Operations Engineer, Fleet Reliability
$83k - $110kCoreWeave
Job Description
Job Description
CoreWeave is The Essential Cloud for AI™. Built for pioneers by pioneers, CoreWeave delivers a platform of technology, tools, and teams that enables innovators to build and scale AI with confidence. Trusted by leading AI labs, startups, and global enterprises, CoreWeave combines superior infrastructure performance with deep technical expertise to accelerate breakthroughs and turn compute into capability. Founded in 2017, CoreWeave became a publicly traded company (Nasdaq: CRWV) in March 2025. Learn more at
What You'll Do:The Fleet Reliability Operations team is responsible for the day-to-day provisioning, management and uptime of CoreWeave's ever-expanding fleet of server nodes. Playing a central role in CoreWeave's growth strategy, this team is on the front line for configuration, updates and remote troubleshooting of our highest tier of supercomputing clusters and their networking, delivery platforms and tools dependencies. You will be in a daily battle with the forces of entropy to maximize the number of nodes CoreWeave can deliver to customers.
We are seeking curious, creative and persistent problem solvers to join our Fleet Reliability Operations team to help us drive batches of server nodes through our provisioning and validation processes while efficiently and effectively troubleshooting node or cluster problems as they arise.
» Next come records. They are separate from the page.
//! Tests for the relationship graph

use super::*;
use crate::models::NewWorkUnit;

fn doc_with(n: usize) -> (Document, Vec<String>) {
    let mut doc = Document::default();
    let ids = (0..n)
        .map(|i| {
            doc.create_work_unit(
                "AUTH",
                NewWorkUnit {
                    title: format!("unit {i}"),
                    ..Default::default()
                },
            )
            .unwrap()
        })
        .collect();
    (doc, ids)
}

fn set_status(doc: &mut Document, id: &str, status: WorkStatus) {
    let reason = (status == WorkStatus::Blocked).then(|| "setup".to_string());
    apply_transition(doc, id, status, reason).unwrap();
}

#[test]
fn test_relation_kind_parsing() {
    assert_eq!("blocks".parse::<RelationKind>().unwrap(), RelationKind::Blocks);
    assert_eq!(
        "blocked-by".parse::<RelationKind>().unwrap(),
        RelationKind::BlockedBy
    );
    assert_eq!(
        "dependsOn".parse::<RelationKind>().unwrap(),
        RelationKind::DependsOn
    );
    assert!("parent".parse::<RelationKind>().is_err());
    assert_eq!(RelationKind::RelatesTo.to_string(), "relatesTo");
}

#[test]
fn test_blocks_adds_inverse_and_blocks_target() {
    let (mut doc, ids) = doc_with(2);
    let (a, b) = (&ids[0], &ids[1]);

    let outcome = add_relation(&mut doc, a, b, RelationKind::Blocks).unwrap();

    assert_eq!(outcome.implicitly_blocked.as_deref(), Some(b.as_str()));
    assert_eq!(doc.get(a).unwrap().blocks, vec![b.clone()]);
    assert_eq!(doc.get(b).unwrap().blocked_by, vec![a.clone()]);

    let target = doc.get(b).unwrap();
    assert_eq!(target.status, WorkStatus::Blocked);
    assert_eq!(target.blocked_reason.as_deref(), Some(format!("Blocked by {a}").as_str()));
    assert_eq!(doc.states.blocked, vec![b.clone()]);
    assert!(!doc.states.backlog.contains(b));
}

#[test]
fn test_blocks_leaves_done_target_alone() {
    let (mut doc, ids) = doc_with(2);
    set_status(&mut doc, &ids[1], WorkStatus::Done);

    let outcome = add_relation(&mut doc, &ids[0], &ids[1], RelationKind::Blocks).unwrap();

    assert!(outcome.implicitly_blocked.is_none());
    assert_eq!(doc.get(&ids[1]).unwrap().status, WorkStatus::Done);
}

#[test]
fn test_blocks_keeps_existing_block_reason() {
    let (mut doc, ids) = doc_with(2);
    set_status(&mut doc, &ids[1], WorkStatus::Blocked);

    let outcome = add_relation(&mut doc, &ids[0], &ids[1], RelationKind::Blocks).unwrap();

    assert!(outcome.implicitly_blocked.is_none());
    assert_eq!(doc.get(&ids[1]).unwrap().blocked_reason.as_deref(), Some("setup"));
}

#[test]
fn test_blocked_by_is_stored_as_inverse_blocks() {
    let (mut doc, ids) = doc_with(2);
    let (a, b) = (&ids[0], &ids[1]);

    let outcome = add_relation(&mut doc, a, b, RelationKind::BlockedBy).unwrap();

    assert_eq!(outcome.kind, RelationKind::Blocks);
    assert_eq!(outcome.from, *b);
    assert_eq!(doc.get(b).unwrap().blocks, vec![a.clone()]);
    assert_eq!(doc.get(a).unwrap().blocked_by, vec![b.clone()]);
    assert_eq!(doc.get(a).unwrap().status, WorkStatus::Blocked);
}

#[test]
fn test_two_node_cycle_is_rejected_without_change() {
    let (mut doc, ids) = doc_with(2);
    let (a, b) = (&ids[0], &ids[1]);
    add_relation(&mut doc, a, b, RelationKind::Blocks).unwrap();
    let before = doc.clone();

    let err = add_relation(&mut doc, b, a, RelationKind::Blocks).unwrap_err();

    match &err {
        WorkflowError::CircularDependency { path } => {
            assert_eq!(path, &vec![b.clone(), a.clone(), b.clone()]);
        }
        other => panic!("unexpected error: {other:?}"),
    }
    assert!(err.to_string().contains("Circular dependency detected"));
    assert_eq!(doc, before);
}

#[test]
fn test_longer_cycle_reports_path() {
    let (mut doc, ids) = doc_with(3);
    add_relation(&mut doc, &ids[0], &ids[1], RelationKind::Blocks).unwrap();
    add_relation(&mut doc, &ids[1], &ids[2], RelationKind::Blocks).unwrap();

    let err = add_relation(&mut doc, &ids[2], &ids[0], RelationKind::Blocks).unwrap_err();
    match err {
        WorkflowError::CircularDependency { path } => {
            assert_eq!(
                path,
                vec![ids[2].clone(), ids[0].clone(), ids[1].clone(), ids[2].clone()]
            );
        }
        other => panic!("unexpected error: {other:?}"),
    }
    assert!(find_blocks_cycle(&doc).is_none());
}

#[test]
fn test_soft_relations_may_cycle() {
    let (mut doc, ids) = doc_with(2);
    add_relation(&mut doc, &ids[0], &ids[1], RelationKind::DependsOn).unwrap();
    add_relation(&mut doc, &ids[1], &ids[0], RelationKind::DependsOn).unwrap();

    assert_eq!(doc.get(&ids[0]).unwrap().depends_on, vec![ids[1].clone()]);
    assert_eq!(doc.get(&ids[1]).unwrap().depends_on, vec![ids[0].clone()]);
    assert_eq!(doc.get(&ids[0]).unwrap().status, WorkStatus::Backlog);
}

#[test]
fn test_depends_on_is_one_way() {
    let (mut doc, ids) = doc_with(2);
    add_relation(&mut doc, &ids[0], &ids[1], RelationKind::DependsOn).unwrap();
    assert!(doc.get(&ids[1]).unwrap().depends_on.is_empty());
}

#[test]
fn test_relates_to_is_symmetric() {
    let (mut doc, ids) = doc_with(2);
    add_relation(&mut doc, &ids[0], &ids[1], RelationKind::RelatesTo).unwrap();

    assert_eq!(doc.get(&ids[1]).unwrap().relates_to, vec![ids[0].clone()]);
    assert!(matches!(
        add_relation(&mut doc, &ids[1], &ids[0], RelationKind::RelatesTo),
        Err(WorkflowError::AlreadyExists { .. })
    ));

    remove_relation(&mut doc, &ids[1], &ids[0], RelationKind::RelatesTo).unwrap();
    assert!(doc.get(&ids[0]).unwrap().relates_to.is_empty());
    assert!(doc.get(&ids[1]).unwrap().relates_to.is_empty());
}

#[test]
fn test_add_rejects_self_missing_and_duplicate() {
    let (mut doc, ids) = doc_with(2);

    assert!(matches!(
        add_relation(&mut doc, &ids[0], &ids[0], RelationKind::Blocks),
        Err(WorkflowError::SelfReference { .. })
    ));
    assert!(matches!(
        add_relation(&mut doc, &ids[0], "AUTH-404", RelationKind::DependsOn),
        Err(WorkflowError::NotFound { .. })
    ));

    add_relation(&mut doc, &ids[0], &ids[1], RelationKind::DependsOn).unwrap();
    assert!(matches!(
        add_relation(&mut doc, &ids[0], &ids[1], RelationKind::DependsOn),
        Err(WorkflowError::AlreadyExists { .. })
    ));
}

#[test]
fn test_remove_blocks_removes_both_sides() {
    let (mut doc, ids) = doc_with(2);
    add_relation(&mut doc, &ids[0], &ids[1], RelationKind::Blocks).unwrap();

    remove_relation(&mut doc, &ids[1], &ids[0], RelationKind::BlockedBy).unwrap();

    assert!(doc.get(&ids[0]).unwrap().blocks.is_empty());
    assert!(doc.get(&ids[1]).unwrap().blocked_by.is_empty());
    // Unblocking stays an explicit transition
    assert_eq!(doc.get(&ids[1]).unwrap().status, WorkStatus::Blocked);
}

#[test]
fn test_remove_absent_edge_fails() {
    let (mut doc, ids) = doc_with(2);
    assert!(matches!(
        remove_relation(&mut doc, &ids[0], &ids[1], RelationKind::Blocks),
        Err(WorkflowError::RelationNotFound { .. })
    ));
}

#[test]
fn test_dependencies_summary() {
    let (mut doc, ids) = doc_with(3);
    add_relation(&mut doc, &ids[0], &ids[1], RelationKind::Blocks).unwrap();
    add_relation(&mut doc, &ids[0], &ids[2], RelationKind::RelatesTo).unwrap();

    let deps = dependencies(&doc, &ids[0]).unwrap();
    assert_eq!(deps.blocks, vec![ids[1].clone()]);
    assert_eq!(deps.relates_to, vec![ids[2].clone()]);
    assert!(deps.blocked_by.is_empty());
}

#[test]
fn test_set_parent_is_mutual_and_moves() {
    let (mut doc, ids) = doc_with(3);
    set_parent(&mut doc, &ids[2], Some(&ids[0])).unwrap();
    assert_eq!(doc.get(&ids[0]).unwrap().children, vec![ids[2].clone()]);

    set_parent(&mut doc, &ids[2], Some(&ids[1])).unwrap();
    assert!(doc.get(&ids[0]).unwrap().children.is_empty());
    assert_eq!(doc.get(&ids[1]).unwrap().children, vec![ids[2].clone()]);
    assert_eq!(doc.get(&ids[2]).unwrap().parent.as_deref(), Some(ids[1].as_str()));

    set_parent(&mut doc, &ids[2], None).unwrap();
    assert!(doc.get(&ids[1]).unwrap().children.is_empty());
    assert!(doc.get(&ids[2]).unwrap().parent.is_none());
}

#[test]
fn test_set_parent_rejects_cycles_and_self() {
    let (mut doc, ids) = doc_with(2);
    set_parent(&mut doc, &ids[1], Some(&ids[0])).unwrap();

    assert!(matches!(
        set_parent(&mut doc, &ids[0], Some(&ids[0])),
        Err(WorkflowError::SelfReference { .. })
    ));
    assert!(matches!(
        set_parent(&mut doc, &ids[0], Some(&ids[1])),
        Err(WorkflowError::CircularDependency { .. })
    ));
}

#[test]
fn test_set_parent_enforces_depth() {
    let (mut doc, ids) = doc_with(5);
    set_parent(&mut doc, &ids[1], Some(&ids[0])).unwrap();
    set_parent(&mut doc, &ids[2], Some(&ids[1])).unwrap();
    assert_eq!(depth_of(&doc, &ids[2]), MAX_DEPTH);

    assert!(matches!(
        set_parent(&mut doc, &ids[3], Some(&ids[2])),
        Err(WorkflowError::DepthExceeded { .. })
    ));

    // A two-level subtree cannot go under a unit that already has a parent
    set_parent(&mut doc, &ids[4], Some(&ids[3])).unwrap();
    assert!(matches!(
        set_parent(&mut doc, &ids[3], Some(&ids[1])),
        Err(WorkflowError::DepthExceeded { .. })
    ));
    assert!(doc.get(&ids[3]).unwrap().parent.is_none());
}

#[test]
fn test_impact_and_bottlenecks() {
    let (mut doc, ids) = doc_with(4);
    add_relation(&mut doc, &ids[0], &ids[1], RelationKind::Blocks).unwrap();
    add_relation(&mut doc, &ids[1], &ids[2], RelationKind::Blocks).unwrap();
    add_relation(&mut doc, &ids[3], &ids[2], RelationKind::Blocks).unwrap();

    assert_eq!(
        impact(&doc, &ids[0]).unwrap(),
        vec![ids[1].clone(), ids[2].clone()]
    );

    let found = bottlenecks(&doc);
    let order: Vec<&str> = found.iter().map(|b| b.id.as_str()).collect();
    assert_eq!(order, vec![ids[0].as_str(), ids[1].as_str(), ids[3].as_str()]);
    assert_eq!(found[0].blocked.len(), 2);
}

#[test]
fn test_done_units_are_not_bottlenecks_or_orphans() {
    let (mut doc, ids) = doc_with(3);
    add_relation(&mut doc, &ids[0], &ids[1], RelationKind::Blocks).unwrap();
    set_status(&mut doc, &ids[0], WorkStatus::Done);
    set_status(&mut doc, &ids[2], WorkStatus::Done);

    assert!(bottlenecks(&doc).is_empty());
    assert!(orphans(&doc).is_empty());
}

#[test]
fn test_orphans() {
    let (mut doc, ids) = doc_with(4);
    set_parent(&mut doc, &ids[1], Some(&ids[0])).unwrap();
    add_relation(&mut doc, &ids[2], &ids[0], RelationKind::RelatesTo).unwrap();

    let orphan_ids: Vec<&str> = orphans(&doc).iter().map(|u| u.id.as_str()).collect();
    assert_eq!(orphan_ids, vec![ids[3].as_str()]);
}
This individual will join a team of committed engineers working to deploy nodes as fast as they can be racked and turned on.
- Configure and maintain large-scale high-performance supercomputing clusters running state-of-the-art GPUs
- Troubleshoot hardware and software issues; escalate and coordinate as needed with data center, network, hardware and platform teams to drive resolution
- Monitor and analyze system performance and take appropriate remediation actions for cloud health
- Approach your work with flexibility and optimism anticipating shifting business and technical priorities
- Create and maintain documentation of team processes, knowledge and best practices for system management
- Think critically about your day-to-day work and work collaboratively to improve team processes and efficiency
- Participate in oncall rotations which include after hours and weekend work
Minimum Qualifications
- Strong understanding of Linux system administration and internals
- Ability to troubleshoot hardware and software issues and perform system maintenance tasks consistently and reliably
- Software development or scripting languages (bash, python, powershell, etc)
Preferred Qualifications
- 2 + years of experience troubleshooting or administering data center or on-prem infrastructure (servers, storage, network or a mix)
- Grafana, Prometheus, promsql queries or similar observability platforms
- Data center environments including server racks, HVAC systems, fiber trays
- Kubernetes administration
- HPC - administering GPU-related workloads
- Bachelor's degree in a related field or equivalent experience
Wondering if you're a good fit? We believe in investing in our people, and value candidates who can bring their own diversified experiences to our teams – even if you aren't a 100% skill or experience match.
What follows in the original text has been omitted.